"Congratulations! You have passed the course “Social Network Analysis" and received a Statement of Accomplishment."…. so ends my first, though most probably not last, experience of attending a course delivered via Coursera.
Given my role in IBM, personal interest in trying new technologies, and enthusiasm for learning new things, it was only a matter of time before I enrolled on one of the emerging group of virtual courses.
Coursera seemed a good place to start and so some months back I browsed the catalog of upcoming courses, found an interesting one that would give me an introduction to the analysis of social networks, and signed up.
Delivered by Lada Adamic from the University of Michigan the course was 8 weeks long. Each week we watched a series of videos that Lada had recorded where she would take us through some lecture materials and then set us homework to submit and complete. Homework often revolved around using a modelling tool (such as Gephi or NetLogo) to explore models that she had prepared and then answering multiple choice question based on what network behaviours the model allowed us to observe.

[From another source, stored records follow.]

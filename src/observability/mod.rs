//! Observability subsystem.
//!
//! # Data Flow
//! ```text
//! All subsystems produce:
//!     → logging.rs (structured log events via tracing)
//!     → metrics.rs (counters)
//!
//! Consumers:
//!     → stderr (pretty or JSON)
//!     → whichever metrics recorder the embedding binary installs
//! ```
//!
//! # Design Decisions
//! - Read-path fallbacks are logged and counted per cause even though the
//!   user only ever sees sample data
//! - Secrets and signed envelopes are never logged

pub mod logging;
pub mod metrics;
//! Configuration loading from disk and environment.

use std::fs;
use std::path::Path;

use crate::config::schema::GuestbookConfig;
use crate::config::validation::{validate_config, ValidationError};

/// Environment variable overriding `network.rpc_url`.
pub const RPC_URL_ENV_VAR: &str = "GUESTBOOK_RPC_URL";

/// Environment variable overriding `network.contract_id`.
pub const CONTRACT_ID_ENV_VAR: &str = "GUESTBOOK_CONTRACT_ID";

/// Error type for configuration loading.
#[derive(Debug)]
pub enum ConfigError {
    Io(std::io::Error),
    Parse(toml::de::Error),
    Validation(Vec<ValidationError>),
}

impl std::fmt::Display for ConfigError {
    fn fmt(&self, f: &mut std::fmt::Formatter<'_>) -> std::fmt::Result {
        match self {
            ConfigError::Io(e) => write!(f, "IO error: {}", e),
            ConfigError::Parse(e) => write!(f, "Parse error: {}", e),
            ConfigError::Validation(errors) => {
                write!(f, "Validation failed: ")?;
                for (i, err) in errors.iter().enumerate() {
                    if i > 0 { write!(f, ", ")?; }
                    write!(f, "{}", err)?;
                }
                Ok(())
            }
        }
    }
}

impl std::error::Error for ConfigError {}

/// Load and validate configuration from a TOML file.
pub fn load_config(path: &Path) -> Result<GuestbookConfig, ConfigError> {
    let content = fs::read_to_string(path).map_err(ConfigError::Io)?;
    parse_config(&content)
}

/// Parse and validate configuration from TOML text, applying env overrides.
pub fn parse_config(content: &str) -> Result<GuestbookConfig, ConfigError> {
    let mut config: GuestbookConfig = toml::from_str(content).map_err(ConfigError::Parse)?;
    apply_env_overrides(&mut config);

    validate_config(&config).map_err(ConfigError::Validation)?;

    Ok(config)
}

/// Load the built-in defaults with env overrides, validated.
pub fn default_config() -> Result<GuestbookConfig, ConfigError> {
    let mut config = GuestbookConfig::default();
    apply_env_overrides(&mut config);

    validate_config(&config).map_err(ConfigError::Validation)?;

    Ok(config)
}

fn apply_env_overrides(config: &mut GuestbookConfig) {
    if let Ok(url) = std::env::var(RPC_URL_ENV_VAR) {
        tracing::debug!(rpc_url = %url, "RPC URL overridden from environment");
        config.network.rpc_url = url;
    }
    if let Ok(contract) = std::env::var(CONTRACT_ID_ENV_VAR) {
        tracing::debug!(contract_id = %contract, "Contract ID overridden from environment");
        config.network.contract_id = contract;
    }
}
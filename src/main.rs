//! `guestbook` command-line client.

use clap::{Parser, Subcommand};
use std::path::PathBuf;
use std::process::ExitCode;
use std::sync::Arc;
use tokio_util::sync::CancellationToken;

use stellar_guestbook::app::{
    ConnectionPanel, EntryListView, GuestbookApp, Notification, NotificationVariant, SubmitOutcome,
};
use stellar_guestbook::blockchain::{LedgerRpc, LocalKeypairWallet, SorobanRpcClient, WalletProvider};
use stellar_guestbook::config::loader::default_config;
use stellar_guestbook::config::load_config;
use stellar_guestbook::observability::logging::init_tracing;

#[derive(Parser)]
#[command(name = "guestbook")]
#[command(about = "Read and sign the Stellar guestbook", long_about = None)]
struct Cli {
    /// TOML config file (built-in testnet defaults when omitted)
    #[arg(short, long, global = true)]
    config: Option<PathBuf>,

    #[command(subcommand)]
    command: Commands,
}

#[derive(Subcommand)]
enum Commands {
    /// Show guestbook messages, newest first
    List,
    /// Show wallet connection and contract details
    Status,
    /// Grant this client access to the wallet account
    Connect,
    /// Sign the guestbook
    Post {
        /// Message text (3-140 characters)
        message: String,
    },
    /// Show messages sent from this machine
    Sent,
    /// Forget messages sent from this machine
    ClearLocal,
}

#[tokio::main]
async fn main() -> Result<ExitCode, Box<dyn std::error::Error>> {
    let cli = Cli::parse();

    let config = match &cli.config {
        Some(path) => load_config(path)?,
        None => default_config()?,
    };
    init_tracing(&config.observability);

    tracing::info!(
        version = env!("CARGO_PKG_VERSION"),
        rpc_url = %config.network.rpc_url,
        contract_id = %config.network.contract_id,
        "guestbook starting"
    );

    let rpc: Arc<dyn LedgerRpc> = Arc::new(SorobanRpcClient::new(&config.network)?);
    let wallet: Arc<dyn WalletProvider> = Arc::new(LocalKeypairWallet::from_env(&config.wallet)?);
    let mut app = GuestbookApp::new(&config, rpc, wallet)?;

    let code = match cli.command {
        Commands::List => {
            app.mount().await;
            print_entries(&app);
            ExitCode::SUCCESS
        }
        Commands::Status => {
            app.mount().await;
            print_connection(&app);
            println!("Contract: {}", app.contract_url());
            ExitCode::SUCCESS
        }
        Commands::Connect => {
            let result = app.connect().await;
            print_notifications(&mut app);
            print_connection(&app);
            if result.is_ok() {
                ExitCode::SUCCESS
            } else {
                ExitCode::FAILURE
            }
        }
        Commands::Post { message } => post(&mut app, &message).await,
        Commands::Sent => {
            let messages = app.local_messages();
            if messages.is_empty() {
                println!("No messages sent from this machine.");
            }
            for stored in messages {
                println!(
                    "{}  {}  {}",
                    stellar_guestbook::app::view::format_timestamp(stored.timestamp),
                    stellar_guestbook::app::view::truncate_sender(&stored.sender),
                    stored.message
                );
            }
            ExitCode::SUCCESS
        }
        Commands::ClearLocal => {
            app.clear_local_messages();
            println!("Local message history cleared.");
            ExitCode::SUCCESS
        }
    };

    Ok(code)
}

async fn post(app: &mut GuestbookApp, message: &str) -> ExitCode {
    app.mount().await;
    if app.session().is_none() {
        // Connect on demand; a refusal surfaces as "Wallet Connection Required" below.
        let _ = app.connect().await;
    }

    let cancel = CancellationToken::new();
    let on_interrupt = cancel.clone();
    tokio::spawn(async move {
        if tokio::signal::ctrl_c().await.is_ok() {
            tracing::info!("Interrupt received, cancelling confirmation wait");
            on_interrupt.cancel();
        }
    });

    let outcome = app.submit_message_with_cancel(message, &cancel).await;
    print_notifications(app);

    match outcome {
        Ok(SubmitOutcome::Sent) => {
            print_entries(app);
            ExitCode::SUCCESS
        }
        Ok(SubmitOutcome::Failed(e)) => {
            eprintln!("  {}", e);
            ExitCode::FAILURE
        }
        Ok(SubmitOutcome::WalletRequired) => ExitCode::FAILURE,
        Err(e) => {
            eprintln!("{}", e);
            ExitCode::FAILURE
        }
    }
}

fn print_connection(app: &GuestbookApp) {
    match app.connection_panel() {
        ConnectionPanel::Disconnected => {
            println!("Wallet: not connected (run `guestbook connect`)");
        }
        ConnectionPanel::Connected {
            short_address,
            explorer_url,
            ..
        } => {
            println!("Wallet: {}", short_address);
            println!("Explorer: {}", explorer_url);
        }
    }
}

fn print_entries(app: &GuestbookApp) {
    match app.entry_list_view() {
        EntryListView::Loading { skeleton_rows } => {
            for _ in 0..skeleton_rows {
                println!("  ...");
            }
        }
        EntryListView::Empty { text } => println!("{}", text),
        EntryListView::Entries { rows, sample } => {
            if sample {
                println!("(ledger unavailable, showing sample data)");
            }
            for row in rows {
                println!("{}  {} ({})", row.short_sender, row.time, row.relative_time);
                println!("    {}", row.message);
            }
        }
    }
}

fn print_notifications(app: &mut GuestbookApp) {
    for Notification {
        title,
        description,
        variant,
    } in app.take_notifications()
    {
        let line = match description {
            Some(description) => format!("{}: {}", title, description),
            None => title,
        };
        match variant {
            NotificationVariant::Default => println!("{}", line),
            NotificationVariant::Destructive => eprintln!("{}", line),
        }
    }
}
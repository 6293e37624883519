//! Application state: wallet session, entry list, form and notifications.
//!
//! # Data Flow
//! ```text
//! mount()          → wallet check ∥ repository fetch
//! connect()        → request_access → get_public_key → session
//! submit_message() → form.rs validate → SubmissionWorkflow → local store → re-fetch
//! view.rs          → ConnectionPanel / FormView / EntryListView
//! ```

pub mod form;
pub mod view;

use std::collections::VecDeque;
use std::sync::Arc;
use tokio_util::sync::CancellationToken;

use crate::blockchain::{BlockchainResult, ContractId, LedgerRpc, TxBuilder, WalletError, WalletProvider};
use crate::config::GuestbookConfig;
use crate::guestbook::entry::{now_millis, GuestbookEntry};
use crate::guestbook::{
    EntryRepository, EntrySource, LocalMessageStore, StoredMessage, SubmissionWorkflow,
    SubmitError,
};

pub use form::{FormError, MessageForm};
pub use view::{ConnectionPanel, EntryListView, EntryRow, FormView};

/// The account the user connected, held for this process only.
#[derive(Debug, Clone, PartialEq, Eq)]
pub struct WalletSession {
    pub public_key: String,
}

#[derive(Debug, Clone, Copy, PartialEq, Eq)]
pub enum NotificationVariant {
    Default,
    Destructive,
}

/// A transient message for the user.
#[derive(Debug, Clone, PartialEq, Eq)]
pub struct Notification {
    pub title: String,
    pub description: Option<String>,
    pub variant: NotificationVariant,
}

impl Notification {
    fn info(title: &str, description: &str) -> Self {
        Self {
            title: title.to_string(),
            description: Some(description.to_string()),
            variant: NotificationVariant::Default,
        }
    }

    fn destructive(title: &str, description: Option<&str>) -> Self {
        Self {
            title: title.to_string(),
            description: description.map(str::to_string),
            variant: NotificationVariant::Destructive,
        }
    }
}

/// What happened to a message that passed form validation.
#[derive(Debug)]
pub enum SubmitOutcome {
    /// Recorded on the ledger; the list has been refreshed.
    Sent,
    /// Not sent because no usable wallet session exists.
    WalletRequired,
    /// The workflow failed.
    Failed(SubmitError),
}

/// The guestbook application model.
pub struct GuestbookApp {
    wallet: Arc<dyn WalletProvider>,
    repository: EntryRepository,
    workflow: SubmissionWorkflow,
    store: LocalMessageStore,
    explorer_url: String,
    contract_id: String,
    session: Option<WalletSession>,
    entries: Vec<GuestbookEntry>,
    source: EntrySource,
    is_loading: bool,
    form: MessageForm,
    notifications: VecDeque<Notification>,
}

impl GuestbookApp {
    /// Wire the application from configuration and injected collaborators.
    pub fn new(
        config: &GuestbookConfig,
        rpc: Arc<dyn LedgerRpc>,
        wallet: Arc<dyn WalletProvider>,
    ) -> BlockchainResult<Self> {
        let builder = TxBuilder::new(
            ContractId::parse(&config.network.contract_id)?,
            config.network.network_passphrase.clone(),
            config.submission.base_fee,
            config.submission.tx_timeout_secs,
        );

        Ok(Self {
            repository: EntryRepository::new(
                rpc.clone(),
                wallet.clone(),
                builder.clone(),
                config.reader.clone(),
            ),
            workflow: SubmissionWorkflow::new(rpc, wallet.clone(), builder, config.submission.clone()),
            wallet,
            store: LocalMessageStore::new(&config.storage.data_dir),
            explorer_url: config.network.explorer_url.clone(),
            contract_id: config.network.contract_id.clone(),
            session: None,
            entries: Vec::new(),
            source: EntrySource::Ledger,
            is_loading: true,
            form: MessageForm::new(),
            notifications: VecDeque::new(),
        })
    }

    /// Initial load: restore an existing wallet session and fetch entries concurrently.
    pub async fn mount(&mut self) {
        self.is_loading = true;
        let (session, outcome) = tokio::join!(
            existing_session(self.wallet.as_ref()),
            self.repository.fetch()
        );

        if let Some(session) = session {
            tracing::info!(account = %session.public_key, "Restored wallet session");
            self.session = Some(session);
        }
        self.entries = outcome.entries;
        self.source = outcome.source;
        self.is_loading = false;
    }

    /// Re-fetch the entry list, replacing it wholesale.
    pub async fn refresh(&mut self) {
        self.is_loading = true;
        let outcome = self.repository.fetch().await;
        self.entries = outcome.entries;
        self.source = outcome.source;
        self.is_loading = false;
    }

    /// Ask the wallet for access and start a session.
    pub async fn connect(&mut self) -> Result<String, WalletError> {
        let result = match self.wallet.request_access().await {
            Ok(()) => self.wallet.get_public_key().await,
            Err(e) => Err(e),
        };

        match result {
            Ok(public_key) => {
                tracing::info!(account = %public_key, "Wallet connected");
                self.session = Some(WalletSession {
                    public_key: public_key.clone(),
                });
                Ok(public_key)
            }
            Err(e) => {
                tracing::warn!(error = %e, "Wallet connection failed");
                self.notify(Notification::destructive(
                    "Wallet connection failed. Please make sure your wallet is available.",
                    None,
                ));
                Err(e)
            }
        }
    }

    /// Forget the session locally. The wallet keeps its permission.
    pub fn disconnect(&mut self) {
        self.session = None;
    }

    /// Validate and send a message.
    pub async fn submit_message(&mut self, text: &str) -> Result<SubmitOutcome, FormError> {
        self.submit_message_with_cancel(text, &CancellationToken::new())
            .await
    }

    /// Validate and send a message; `cancel` aborts the confirmation wait.
    pub async fn submit_message_with_cancel(
        &mut self,
        text: &str,
        cancel: &CancellationToken,
    ) -> Result<SubmitOutcome, FormError> {
        self.form.set_text(text);
        let message = self.form.validate()?;

        let Some(sender) = self.session.as_ref().map(|s| s.public_key.clone()) else {
            self.notify_wallet_required();
            return Ok(SubmitOutcome::WalletRequired);
        };

        self.form.begin_submit();
        let result = self.workflow.submit_with_cancel(&message, cancel).await;
        self.form.finish_submit();

        match result {
            Ok(_) => {
                self.store.append(StoredMessage::new(sender, message));
                self.notify(Notification::info(
                    "Message Sent!",
                    "Your message has been successfully recorded on the blockchain.",
                ));
                self.form.reset();
                self.refresh().await;
                Ok(SubmitOutcome::Sent)
            }
            Err(SubmitError::WalletNotConnected | SubmitError::WalletNotAllowed) => {
                tracing::info!(account = %sender, "Wallet no longer available, ending session");
                self.session = None;
                self.notify_wallet_required();
                Ok(SubmitOutcome::WalletRequired)
            }
            Err(e) => {
                self.notify(Notification::destructive(
                    "Error",
                    Some("An error occurred while sending your message."),
                ));
                Ok(SubmitOutcome::Failed(e))
            }
        }
    }

    pub fn session(&self) -> Option<&WalletSession> {
        self.session.as_ref()
    }

    pub fn entries(&self) -> &[GuestbookEntry] {
        &self.entries
    }

    pub fn source(&self) -> EntrySource {
        self.source
    }

    pub fn is_loading(&self) -> bool {
        self.is_loading
    }

    pub fn form(&self) -> &MessageForm {
        &self.form
    }

    /// Drain queued notifications, oldest first.
    pub fn take_notifications(&mut self) -> Vec<Notification> {
        self.notifications.drain(..).collect()
    }

    /// Messages this machine has sent, from the local store.
    pub fn local_messages(&self) -> Vec<StoredMessage> {
        self.store.load()
    }

    pub fn clear_local_messages(&self) {
        self.store.clear();
    }

    pub fn connection_panel(&self) -> ConnectionPanel {
        match &self.session {
            None => ConnectionPanel::Disconnected,
            Some(session) => ConnectionPanel::Connected {
                address: session.public_key.clone(),
                short_address: view::truncate_address(&session.public_key),
                explorer_url: view::explorer_account_url(&self.explorer_url, &session.public_key),
            },
        }
    }

    pub fn form_view(&self) -> FormView {
        FormView {
            text: self.form.text().to_string(),
            counter: self.form.counter(),
            disabled: self.session.is_none() || self.form.is_submitting(),
            submitting: self.form.is_submitting(),
            error: self.form.error().map(|e| e.to_string()),
        }
    }

    pub fn entry_list_view(&self) -> EntryListView {
        EntryListView::build(&self.entries, self.is_loading, self.source.is_sample(), now_millis())
    }

    pub fn contract_url(&self) -> String {
        view::explorer_contract_url(&self.explorer_url, &self.contract_id)
    }

    fn notify_wallet_required(&mut self) {
        self.notify(Notification::destructive(
            "Wallet Connection Required",
            Some("Please connect your wallet to leave a message."),
        ));
    }

    fn notify(&mut self, notification: Notification) {
        tracing::debug!(title = %notification.title, "Notification queued");
        self.notifications.push_back(notification);
    }
}

/// The session a previously granted wallet resumes, if any. Errors count as none.
async fn existing_session(wallet: &dyn WalletProvider) -> Option<WalletSession> {
    if !wallet.is_connected().await.unwrap_or(false) {
        return None;
    }
    if !wallet.is_allowed().await.unwrap_or(false) {
        return None;
    }
    wallet
        .get_public_key()
        .await
        .ok()
        .map(|public_key| WalletSession { public_key })
}
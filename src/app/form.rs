//! Message form state.

use thiserror::Error;

use crate::guestbook::submission::{validate_message, MessageLengthError, MAX_MESSAGE_CHARS};

/// Why the form cannot be submitted.
#[derive(Debug, Clone, Copy, PartialEq, Eq, Error)]
pub enum FormError {
    #[error(transparent)]
    Length(#[from] MessageLengthError),

    #[error("A message is already being sent")]
    Submitting,
}

/// Text input plus submission state.
#[derive(Debug, Clone, Default)]
pub struct MessageForm {
    text: String,
    submitting: bool,
    error: Option<FormError>,
}

impl MessageForm {
    pub fn new() -> Self {
        Self::default()
    }

    pub fn text(&self) -> &str {
        &self.text
    }

    pub fn set_text(&mut self, text: impl Into<String>) {
        self.text = text.into();
        self.error = None;
    }

    /// Characters typed so far.
    pub fn char_count(&self) -> usize {
        self.text.chars().count()
    }

    /// Counter shown under the input, e.g. `12/140`.
    pub fn counter(&self) -> String {
        format!("{}/{}", self.char_count(), MAX_MESSAGE_CHARS)
    }

    pub fn is_submitting(&self) -> bool {
        self.submitting
    }

    /// Last validation error, cleared when the text changes.
    pub fn error(&self) -> Option<&FormError> {
        self.error.as_ref()
    }

    /// Validate the current text and return it for submission.
    pub fn validate(&mut self) -> Result<String, FormError> {
        let result = if self.submitting {
            Err(FormError::Submitting)
        } else {
            validate_message(&self.text)
                .map(|()| self.text.clone())
                .map_err(FormError::from)
        };
        self.error = result.as_ref().err().copied();
        result
    }

    pub fn begin_submit(&mut self) {
        self.submitting = true;
    }

    pub fn finish_submit(&mut self) {
        self.submitting = false;
    }

    /// Clear the input after a successful send.
    pub fn reset(&mut self) {
        self.text.clear();
        self.error = None;
        self.submitting = false;
    }
}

Total time commitment probably averaged out around 2.5 hours a week.
There is clearly a limit to the amount that you can cover in 8 short sessions but I please to report that I very definitely emerge from this experience with a better understanding of Social Networks than I had at the start. Only problem is that now I want to go and learn more :-) We got a fascinating glimpse into how some of the network modelling approaches could be applied to things as diverse as drug development, recipies, and industry cartels, as well as the more expected Facebook style social networks.
One of the early pieces of homework was to analyse our own Facebook networks so here is a view of what mine looks like. The vertices/dots are people and the lines show links. The people included in the graphic are my Facebook friends, the links shown are the links they have to each other. I am not included as one of the dots - this is about the links my contacts have amongst themselves independent of me. Displayed this way you can start to see how my network has a variety of clusters in it. As you might expect the other IBMers that I am linked to have a tendency to know each other as well. Likewise my family members tend to similarly link to each other but much less likely to connect back into the IBM part of my network.